**Task item**
Transcribe the records below exactly as they appear.
START Task material
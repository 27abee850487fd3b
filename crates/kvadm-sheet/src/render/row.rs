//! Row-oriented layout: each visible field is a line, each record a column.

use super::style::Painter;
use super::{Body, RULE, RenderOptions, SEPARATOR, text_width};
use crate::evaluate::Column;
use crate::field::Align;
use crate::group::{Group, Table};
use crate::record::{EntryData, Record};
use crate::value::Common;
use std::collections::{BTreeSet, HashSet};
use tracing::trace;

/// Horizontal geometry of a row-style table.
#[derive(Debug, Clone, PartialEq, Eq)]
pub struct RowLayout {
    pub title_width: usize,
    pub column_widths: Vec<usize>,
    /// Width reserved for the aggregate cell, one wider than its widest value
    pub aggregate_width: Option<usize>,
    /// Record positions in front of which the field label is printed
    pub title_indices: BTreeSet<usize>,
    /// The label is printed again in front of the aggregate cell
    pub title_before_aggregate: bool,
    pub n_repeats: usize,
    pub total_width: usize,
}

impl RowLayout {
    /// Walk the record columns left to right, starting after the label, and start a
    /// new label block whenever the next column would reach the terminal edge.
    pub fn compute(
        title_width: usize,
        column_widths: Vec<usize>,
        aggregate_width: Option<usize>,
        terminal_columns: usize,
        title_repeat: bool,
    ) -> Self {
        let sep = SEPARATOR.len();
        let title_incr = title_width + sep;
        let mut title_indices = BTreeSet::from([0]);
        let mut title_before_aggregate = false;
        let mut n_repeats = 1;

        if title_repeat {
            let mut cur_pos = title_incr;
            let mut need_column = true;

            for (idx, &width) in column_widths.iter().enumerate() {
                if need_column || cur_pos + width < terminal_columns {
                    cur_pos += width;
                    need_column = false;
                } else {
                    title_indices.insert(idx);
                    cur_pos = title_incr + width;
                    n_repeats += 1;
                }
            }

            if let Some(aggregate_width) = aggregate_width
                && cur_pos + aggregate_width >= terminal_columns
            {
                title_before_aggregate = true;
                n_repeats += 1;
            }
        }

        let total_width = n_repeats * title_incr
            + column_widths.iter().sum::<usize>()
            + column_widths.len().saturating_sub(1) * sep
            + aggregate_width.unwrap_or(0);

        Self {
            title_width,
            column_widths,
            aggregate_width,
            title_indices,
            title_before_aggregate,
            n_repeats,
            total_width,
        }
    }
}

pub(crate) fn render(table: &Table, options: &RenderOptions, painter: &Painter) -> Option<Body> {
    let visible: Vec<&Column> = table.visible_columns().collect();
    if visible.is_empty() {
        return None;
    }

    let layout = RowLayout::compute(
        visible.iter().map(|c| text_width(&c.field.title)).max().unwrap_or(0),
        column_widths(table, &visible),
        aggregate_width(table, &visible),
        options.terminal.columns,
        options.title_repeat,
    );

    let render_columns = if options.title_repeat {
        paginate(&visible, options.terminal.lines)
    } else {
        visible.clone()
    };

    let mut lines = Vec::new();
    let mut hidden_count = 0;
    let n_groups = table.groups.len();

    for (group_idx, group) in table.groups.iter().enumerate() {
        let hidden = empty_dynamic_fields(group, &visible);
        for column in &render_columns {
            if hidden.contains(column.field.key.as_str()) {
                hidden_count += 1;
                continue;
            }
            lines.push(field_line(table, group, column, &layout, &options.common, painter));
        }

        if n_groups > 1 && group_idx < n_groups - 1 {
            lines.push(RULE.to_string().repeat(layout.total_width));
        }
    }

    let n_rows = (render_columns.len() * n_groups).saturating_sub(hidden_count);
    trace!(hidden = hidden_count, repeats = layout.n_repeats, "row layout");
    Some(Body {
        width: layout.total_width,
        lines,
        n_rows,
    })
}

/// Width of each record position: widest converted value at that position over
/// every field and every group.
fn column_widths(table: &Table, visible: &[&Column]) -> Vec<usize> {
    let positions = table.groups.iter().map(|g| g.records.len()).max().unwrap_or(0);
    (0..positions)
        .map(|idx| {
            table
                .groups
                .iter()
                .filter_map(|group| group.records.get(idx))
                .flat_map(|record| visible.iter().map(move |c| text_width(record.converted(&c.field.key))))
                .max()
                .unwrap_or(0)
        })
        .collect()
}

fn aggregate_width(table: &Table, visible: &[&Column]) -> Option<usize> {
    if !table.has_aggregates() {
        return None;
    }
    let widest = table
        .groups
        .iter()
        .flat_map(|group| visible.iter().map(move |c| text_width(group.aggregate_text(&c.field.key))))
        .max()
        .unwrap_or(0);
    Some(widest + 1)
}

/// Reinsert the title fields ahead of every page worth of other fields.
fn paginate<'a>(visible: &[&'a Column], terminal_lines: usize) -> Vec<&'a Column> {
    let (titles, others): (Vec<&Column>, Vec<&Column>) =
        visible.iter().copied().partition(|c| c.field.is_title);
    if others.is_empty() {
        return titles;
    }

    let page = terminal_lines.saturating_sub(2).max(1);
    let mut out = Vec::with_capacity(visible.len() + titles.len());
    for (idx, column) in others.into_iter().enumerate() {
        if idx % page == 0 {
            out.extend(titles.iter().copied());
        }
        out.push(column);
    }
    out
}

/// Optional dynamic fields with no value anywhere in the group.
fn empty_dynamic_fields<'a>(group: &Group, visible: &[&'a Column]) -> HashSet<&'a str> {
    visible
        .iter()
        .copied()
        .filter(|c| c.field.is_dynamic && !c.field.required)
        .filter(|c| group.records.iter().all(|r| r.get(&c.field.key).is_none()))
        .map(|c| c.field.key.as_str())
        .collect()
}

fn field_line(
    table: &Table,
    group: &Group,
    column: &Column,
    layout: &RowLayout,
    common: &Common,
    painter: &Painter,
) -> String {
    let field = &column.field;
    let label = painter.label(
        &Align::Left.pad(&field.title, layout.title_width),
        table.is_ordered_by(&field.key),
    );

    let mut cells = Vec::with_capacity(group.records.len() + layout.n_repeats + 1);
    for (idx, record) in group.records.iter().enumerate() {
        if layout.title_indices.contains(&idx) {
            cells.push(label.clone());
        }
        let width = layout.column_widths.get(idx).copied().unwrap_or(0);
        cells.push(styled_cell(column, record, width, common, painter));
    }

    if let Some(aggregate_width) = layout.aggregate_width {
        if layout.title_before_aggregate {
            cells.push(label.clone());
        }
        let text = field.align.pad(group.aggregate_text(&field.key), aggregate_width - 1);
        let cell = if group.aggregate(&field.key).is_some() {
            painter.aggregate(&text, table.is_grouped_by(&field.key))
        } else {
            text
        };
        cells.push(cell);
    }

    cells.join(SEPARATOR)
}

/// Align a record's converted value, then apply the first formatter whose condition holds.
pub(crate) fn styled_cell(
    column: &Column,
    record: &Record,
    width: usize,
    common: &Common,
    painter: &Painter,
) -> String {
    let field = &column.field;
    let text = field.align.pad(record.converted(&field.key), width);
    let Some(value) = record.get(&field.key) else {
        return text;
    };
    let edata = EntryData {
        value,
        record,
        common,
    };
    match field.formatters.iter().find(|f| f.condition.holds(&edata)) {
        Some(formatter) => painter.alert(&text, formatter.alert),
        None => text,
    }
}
END Task material
**Output of the exercise**
repository 27abee850487fd3b
filename crates/kvadm-sheet/src/render/row.rs
//! Row-oriented layout: each visible field is a line, each record a column.

use super::style::Painter;
use super::{Body, RULE, RenderOptions, SEPARATOR, text_width};
use crate::evaluate::Column;
use crate::field::Align;
use crate::group::{Group, Table};
use crate::record::{EntryData, Record};
use crate::value::Common;
use std::collections::{BTreeSet, HashSet};
use tracing::trace;

/// Horizontal geometry of a row-style table.
#[derive(Debug, Clone, PartialEq, Eq)]
pub struct RowLayout {
    pub title_width: usize,
    pub column_widths: Vec<usize>,
    /// Width reserved for the aggregate cell, one wider than its widest value
    pub aggregate_width: Option<usize>,
    /// Record positions in front of which the field label is printed
    pub title_indices: BTreeSet<usize>,
    /// The label is printed again in front of the aggregate cell
    pub title_before_aggregate: bool,
    pub n_repeats: usize,
    pub total_width: usize,
}

impl RowLayout {
    /// Walk the record columns left to right, starting after the label, and start a
    /// new label block whenever the next column would reach the terminal edge.
    pub fn compute(
        title_width: usize,
        column_widths: Vec<usize>,
        aggregate_width: Option<usize>,
        terminal_columns: usize,
        title_repeat: bool,
    ) -> Self {
        let sep = SEPARATOR.len();
        let title_incr = title_width + sep;
        let mut title_indices = BTreeSet::from([0]);
        let mut title_before_aggregate = false;
        let mut n_repeats = 1;

        if title_repeat {
            let mut cur_pos = title_incr;
            let mut need_column = true;

            for (idx, &width) in column_widths.iter().enumerate() {
                if need_column || cur_pos + width < terminal_columns {
                    cur_pos += width;
                    need_column = false;
                } else {
                    title_indices.insert(idx);
                    cur_pos = title_incr + width;
                    n_repeats += 1;
                }
            }

            if let Some(aggregate_width) = aggregate_width
                && cur_pos + aggregate_width >= terminal_columns
            {
                title_before_aggregate = true;
                n_repeats += 1;
            }
        }

        let total_width = n_repeats * title_incr
            + column_widths.iter().sum::<usize>()
            + column_widths.len().saturating_sub(1) * sep
            + aggregate_width.unwrap_or(0);

        Self {
            title_width,
            column_widths,
            aggregate_width,
            title_indices,
            title_before_aggregate,
            n_repeats,
            total_width,
        }
    }
}

pub(crate) fn render(table: &Table, options: &RenderOptions, painter: &Painter) -> Option<Body> {
    let visible: Vec<&Column> = table.visible_columns().collect();
    if visible.is_empty() {
        return None;
    }

    let layout = RowLayout::compute(
        visible.iter().map(|c| text_width(&c.field.title)).max().unwrap_or(0),
        column_widths(table, &visible),
        aggregate_width(table, &visible),
        options.terminal.columns,
        options.title_repeat,
    );

    let render_columns = if options.title_repeat {
        paginate(&visible, options.terminal.lines)
    } else {
        visible.clone()
    };

    let mut lines = Vec::new();
    let mut hidden_count = 0;
    let n_groups = table.groups.len();

    for (group_idx, group) in table.groups.iter().enumerate() {
        let hidden = empty_dynamic_fields(group, &visible);
        for column in &render_columns {
            if hidden.contains(column.field.key.as_str()) {
                hidden_count += 1;
                continue;
            }
            lines.push(field_line(table, group, column, &layout, &options.common, painter));
        }

        if n_groups > 1 && group_idx < n_groups - 1 {
            lines.push(RULE.to_string().repeat(layout.total_width));
        }
    }

    let n_rows = (render_columns.len() * n_groups).saturating_sub(hidden_count);
    trace!(hidden = hidden_count, repeats = layout.n_repeats, "row layout");
    Some(Body {
        width: layout.total_width,
        lines,
        n_rows,
    })
}

/// Width of each record position: widest converted value at that position over
/// every field and every group.
fn column_widths(table: &Table, visible: &[&Column]) -> Vec<usize> {
    let positions = table.groups.iter().map(|g| g.records.len()).max().unwrap_or(0);
    (0..positions)
        .map(|idx| {
            table
                .groups
                .iter()
                .filter_map(|group| group.records.get(idx))
                .flat_map(|record| visible.iter().map(move |c| text_width(record.converted(&c.field.key))))
                .max()
                .unwrap_or(0)
        })
        .collect()
}

fn aggregate_width(table: &Table, visible: &[&Column]) -> Option<usize> {
    if !table.has_aggregates() {
        return None;
    }
    let widest = table
        .groups
        .iter()
        .flat_map(|group| visible.iter().map(move |c| text_width(group.aggregate_text(&c.field.key))))
        .max()
        .unwrap_or(0);
    Some(widest + 1)
}

/// Reinsert the title fields ahead of every page worth of other fields.
fn paginate<'a>(visible: &[&'a Column], terminal_lines: usize) -> Vec<&'a Column> {
    let (titles, others): (Vec<&Column>, Vec<&Column>) =
        visible.iter().copied().partition(|c| c.field.is_title);
    if others.is_empty() {
        return titles;
    }

    let page = terminal_lines.saturating_sub(2).max(1);
    let mut out = Vec::with_capacity(visible.len() + titles.len());
    for (idx, column) in others.into_iter().enumerate() {
        if idx % page == 0 {
            out.extend(titles.iter().copied());
        }
        out.push(column);
    }
    out
}

/// Optional dynamic fields with no value anywhere in the group.
fn empty_dynamic_fields<'a>(group: &Group, visible: &[&'a Column]) -> HashSet<&'a str> {
    visible
        .iter()
        .copied()
        .filter(|c| c.field.is_dynamic && !c.field.required)
        .filter(|c| group.records.iter().all(|r| r.get(&c.field.key).is_none()))
        .map(|c| c.field.key.as_str())
        .collect()
}

fn field_line(
    table: &Table,
    group: &Group,
    column: &Column,
    layout: &RowLayout,
    common: &Common,
    painter: &Painter,
) -> String {
    let field = &column.field;
    let label = painter.label(
        &Align::Left.pad(&field.title, layout.title_width),
        table.is_ordered_by(&field.key),
    );

    let mut cells = Vec::with_capacity(group.records.len() + layout.n_repeats + 1);
    for (idx, record) in group.records.iter().enumerate() {
        if layout.title_indices.contains(&idx) {
            cells.push(label.clone());
        }
        let width = layout.column_widths.get(idx).copied().unwrap_or(0);
        cells.push(styled_cell(column, record, width, common, painter));
    }

    if let Some(aggregate_width) = layout.aggregate_width {
        if layout.title_before_aggregate {
            cells.push(label.clone());
        }
        let text = field.align.pad(group.aggregate_text(&field.key), aggregate_width - 1);
        let cell = if group.aggregate(&field.key).is_some() {
            painter.aggregate(&text, table.is_grouped_by(&field.key))
        } else {
            text
        };
        cells.push(cell);
    }

    cells.join(SEPARATOR)
}

/// Align a record's converted value, then apply the first formatter whose condition holds.
pub(crate) fn styled_cell(
    column: &Column,
    record: &Record,
    width: usize,
    common: &Common,
    painter: &Painter,
) -> String {
    let field = &column.field;
    let text = field.align.pad(record.converted(&field.key), width);
    let Some(value) = record.get(&field.key) else {
        return text;
    };
    let edata = EntryData {
        value,
        record,
        common,
    };
    match field.formatters.iter().find(|f| f.condition.holds(&edata)) {
        Some(formatter) => painter.alert(&text, formatter.alert),
        None => text,
    }
}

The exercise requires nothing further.